Ca2+ sparks and their function in human cerebral arteries

Abstract

Background and Purpose - Local Ca2+ release events (Ca2+ sparks) caused by the opening of ryanodine-sensitive Ca2+ channels in the sarcoplasmic reticulum have been suggested to oppose constriction in cerebral arteries through the activation of large-conductance Ca2+-activated K+ (BK) channels. We report the first identification and characterization of Ca2+ sparks and associated BK channel currents in smooth muscle cells isolated from human cerebral arteries. Methods - Membrane currents and intracellular Ca2+ were measured with the use of the patch-clamp technique and laser scanning confocal microscopy. Results - Ca2+ sparks with a peak fractional fluorescence change (F/F0) of 2.02±0.04 and size of 8.2±0.5 μm2 (n = 108) occurred at a frequency of approximately 1 Hz in freshly isolated, cerebral artery myocytes from humans.

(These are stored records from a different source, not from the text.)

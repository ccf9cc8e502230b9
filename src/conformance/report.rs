use std::fmt;

use serde::Serialize;

#[derive(Debug, Clone, PartialEq, Eq, Serialize)]
pub struct ScenarioOutcome {
    pub name: String,
    /// Empty when the scenario passed. Includes failures the server recorded while it ran.
    pub failures: Vec<String>,
}

impl ScenarioOutcome {
    pub fn passed(&self) -> bool { self.failures.is_empty() }
}

#[derive(Debug, Clone, Default, PartialEq, Eq, Serialize)]
pub struct SuiteReport {
    pub outcomes: Vec<ScenarioOutcome>,
}

impl SuiteReport {
    pub fn push(&mut self, outcome: ScenarioOutcome) { self.outcomes.push(outcome); }

    pub fn passed(&self) -> bool { self.outcomes.iter().all(ScenarioOutcome::passed) }

    pub fn failed(&self) -> impl Iterator<Item = &ScenarioOutcome> {
        self.outcomes.iter().filter(|o| !o.passed())
    }

    pub fn outcome(&self, name: &str) -> Option<&ScenarioOutcome> {
        self.outcomes.iter().find(|o| o.name == name)
    }

    pub fn ensure_passed(&self) -> anyhow::Result<()> {
        if self.passed() {
            return Ok(());
        }
        anyhow::bail!("{} of {} scenarios failed\n{}", self.failed().count(), self.outcomes.len(), self)
    }
}

impl fmt::Display for SuiteReport {
    fn fmt(&self, f: &mut fmt::Formatter<'_>) -> fmt::Result {
        for o in &self.outcomes {
            writeln!(f, "{:<4} {}", if o.passed() { "ok" } else { "FAIL" }, o.name)?;
            for failure in &o.failures {
                for (i, line) in failure.lines().enumerate() {
                    let lead = if i == 0 { "  - " } else { "    " };
                    writeln!(f, "{}{}", lead, line)?;
                }
            }
        }
        let failed = self.failed().count();
        write!(f, "{} scenarios, {} passed, {} failed", self.outcomes.len(), self.outcomes.len() - failed, failed)
    }
}

#[cfg(test)]
mod tests {
    use super::*;

    #[test]
    fn report_summarizes_failures() {
        let mut r = SuiteReport::default();
        r.push(ScenarioOutcome { name: "Execute/normal".into(), failures: vec![] });
        assert!(r.passed());
        r.push(ScenarioOutcome { name: "Begin/declared_error".into(), failures: vec!["got Ok".into()] });
        assert!(!r.passed());
        assert_eq!(r.failed().count(), 1);
        let text = r.to_string();
        assert!(text.contains("FAIL Begin/declared_error"));
        assert!(text.ends_with("2 scenarios, 1 passed, 1 failed"));
        assert!(r.ensure_passed().is_err());
    }
}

At a holding potential of -40 mV, the majority of, but not all, Ca2+ sparks (61 of 85 sparks) were associated with transient BK currents. Consistent with a role for Ca2+ sparks in the control of cerebral artery diameter, agents that block Ca2+ sparks (ryanodine) or BK channels (iberiotoxin) were found to contract human cerebral arteries. Conclusions - This study provides evidence for local Ca2+ signaling in human arterial myocytes and suggests that these events may play an important role in control of cerebral artery diameter in humans.